EXERCISE DETAILS | With the records below as your source, retype each line exactly from the top down to the line that contains "#[derive(Debug, Clone, PartialEq, Eq)]", and include that line.

RECORDS FOR THE TASK |
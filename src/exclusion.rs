//! Frame exclusion state for the intrinsic and extrinsic stages.
//!
//! [`ExclusionSet`] is a value: every update returns a new set with a bumped
//! version together with the stage that has to be recomputed. Intrinsic
//! exclusions are keyed by the stable frame index, never by the position of a
//! frame in a filtered list.

use crate::error::CalibrationError;
use serde::{Deserialize, Serialize};
use std::collections::{BTreeMap, BTreeSet};

#[derive(Debug, Clone, Default, PartialEq, Eq, Serialize, Deserialize)]
pub struct ExclusionSet {
    /// Camera index to excluded intrinsic frames.
    intrinsic: BTreeMap<usize, BTreeSet<u32>>,
    /// Frames excluded from extrinsics and triangulation, for all cameras.
    extrinsic: BTreeSet<u32>,
    version: u64,
}

/// The downstream stage an exclusion change makes stale.
#[derive(Debug, Clone, Copy, PartialEq, Eq, Serialize, Deserialize)]
pub enum InvalidatedStage {
    /// Intrinsics of one camera, and everything built on them.
    Intrinsics(usize),
    /// Extrinsics and triangulation.
    Extrinsics,
}

#[derive(Debug, Clone, PartialEq, Eq)]
pub struct ExclusionUpdate {
    pub exclusions: ExclusionSet,
    pub invalidated: InvalidatedStage,
    /// `false` when the request did not change the set (e.g. excluding an
    /// already excluded frame).
    pub changed: bool,
}

impl ExclusionSet {
    pub fn new() -> Self {
        Self::default()
    }

    pub fn version(&self) -> u64 {
        self.version
    }

    pub fn is_intrinsic_excluded(&self, camera: usize, frame: u32) -> bool {
        self.intrinsic
            .get(&camera)
            .is_some_and(|frames| frames.contains(&frame))
    }

    pub fn intrinsic_frames(&self, camera: usize) -> BTreeSet<u32> {
        self.intrinsic.get(&camera).cloned().unwrap_or_default()
    }

    pub fn is_extrinsic_excluded(&self, frame: u32) -> bool {
        self.extrinsic.contains(&frame)
    }

    pub fn extrinsic_frames(&self) -> &BTreeSet<u32> {
        &self.extrinsic
    }

    pub fn set_intrinsic(&self, camera: usize, frame: u32, excluded: bool) -> ExclusionUpdate {
        let mut next = self.clone();
        let frames = next.intrinsic.entry(camera).or_default();
        let changed = if excluded {
            frames.insert(frame)
        } else {
            frames.remove(&frame)
        };
        if frames.is_empty() {
            next.intrinsic.remove(&camera);
        }
        next.finish(InvalidatedStage::Intrinsics(camera), changed)
    }

    pub fn toggle_intrinsic(&self, camera: usize, frame: u32) -> ExclusionUpdate {
        let excluded = self.is_intrinsic_excluded(camera, frame);
        self.set_intrinsic(camera, frame, !excluded)
    }

    /// Toggle by position in the camera's usable-frame list.
    ///
    /// `usable` is the ordered list the position refers to (as returned by
    /// `calibration::intrinsic::usable_frames`). The position is resolved to a
    /// frame index before anything is stored.
    pub fn toggle_intrinsic_position(
        &self,
        camera: usize,
        usable: &[u32],
        position: usize,
    ) -> Result<ExclusionUpdate, CalibrationError> {
        let frame = usable.get(position).copied().ok_or_else(|| {
            CalibrationError::MalformedInput(format!(
                "position {position} is outside the {} usable frame(s) of camera #{camera}",
                usable.len()
            ))
        })?;
        Ok(self.toggle_intrinsic(camera, frame))
    }

    pub fn set_extrinsic(&self, frame: u32, excluded: bool) -> ExclusionUpdate {
        let mut next = self.clone();
        let changed = if excluded {
            next.extrinsic.insert(frame)
        } else {
            next.extrinsic.remove(&frame)
        };
        next.finish(InvalidatedStage::Extrinsics, changed)
    }

    pub fn toggle_extrinsic(&self, frame: u32) -> ExclusionUpdate {
        self.set_extrinsic(frame, !self.is_extrinsic_excluded(frame))
    }

    fn finish(mut self, invalidated: InvalidatedStage, changed: bool) -> ExclusionUpdate {
        if changed {
            self.version += 1;
        }
        ExclusionUpdate {
            exclusions: self,
            invalidated,
            changed,
        }
    }
}

#[cfg(test)]
mod tests {
    use super::*;

    #[test]
    fn test_toggle_returns_new_version() {
        let base = ExclusionSet::new();
        let update = base.toggle_intrinsic(1, 42);
        assert!(update.changed);
        assert_eq!(update.invalidated, InvalidatedStage::Intrinsics(1));
        assert_eq!(update.exclusions.version(), 1);
        assert!(update.exclusions.is_intrinsic_excluded(1, 42));
        assert!(!update.exclusions.is_intrinsic_excluded(0, 42));
        // base untouched
        assert!(!base.is_intrinsic_excluded(1, 42));

        let back = update.exclusions.toggle_intrinsic(1, 42);
        assert!(!back.exclusions.is_intrinsic_excluded(1, 42));
        assert_eq!(back.exclusions.version(), 2);
        assert!(back.exclusions.intrinsic_frames(1).is_empty());
    }

    #[test]
    fn test_noop_update_keeps_version() {
        let set = ExclusionSet::new().set_extrinsic(3, true).exclusions;
        let again = set.set_extrinsic(3, true);
        assert!(!again.changed);
        assert_eq!(again.exclusions.version(), set.version());
        assert_eq!(again.invalidated, InvalidatedStage::Extrinsics);
    }

    #[test]
    fn test_position_resolves_to_frame_index() {
        let usable = [4, 9, 15];
        let update = ExclusionSet::new()
            .toggle_intrinsic_position(0, &usable, 1)
            .unwrap();
        assert_eq!(update.exclusions.intrinsic_frames(0), BTreeSet::from([9]));

        // A different filtered list later does not shift the stored exclusion.
        assert!(update.exclusions.is_intrinsic_excluded(0, 9));
        assert!(ExclusionSet::new()
            .toggle_intrinsic_position(0, &usable, 3)
            .is_err());
    }
}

FINISHED EXERCISE |
filename src/exclusion.rs
//! Frame exclusion state for the intrinsic and extrinsic stages.
//!
//! [`ExclusionSet`] is a value: every update returns a new set with a bumped
//! version together with the stage that has to be recomputed. Intrinsic
//! exclusions are keyed by the stable frame index, never by the position of a
//! frame in a filtered list.

use crate::error::CalibrationError;
use serde::{Deserialize, Serialize};
use std::collections::{BTreeMap, BTreeSet};

#[derive(Debug, Clone, Default, PartialEq, Eq, Serialize, Deserialize)]
pub struct ExclusionSet {
    /// Camera index to excluded intrinsic frames.
    intrinsic: BTreeMap<usize, BTreeSet<u32>>,
    /// Frames excluded from extrinsics and triangulation, for all cameras.
    extrinsic: BTreeSet<u32>,
    version: u64,
}

/// The downstream stage an exclusion change makes stale.
#[derive(Debug, Clone, Copy, PartialEq, Eq, Serialize, Deserialize)]
pub enum InvalidatedStage {
    /// Intrinsics of one camera, and everything built on them.
    Intrinsics(usize),
    /// Extrinsics and triangulation.
    Extrinsics,
}

#[derive(Debug, Clone, PartialEq, Eq)]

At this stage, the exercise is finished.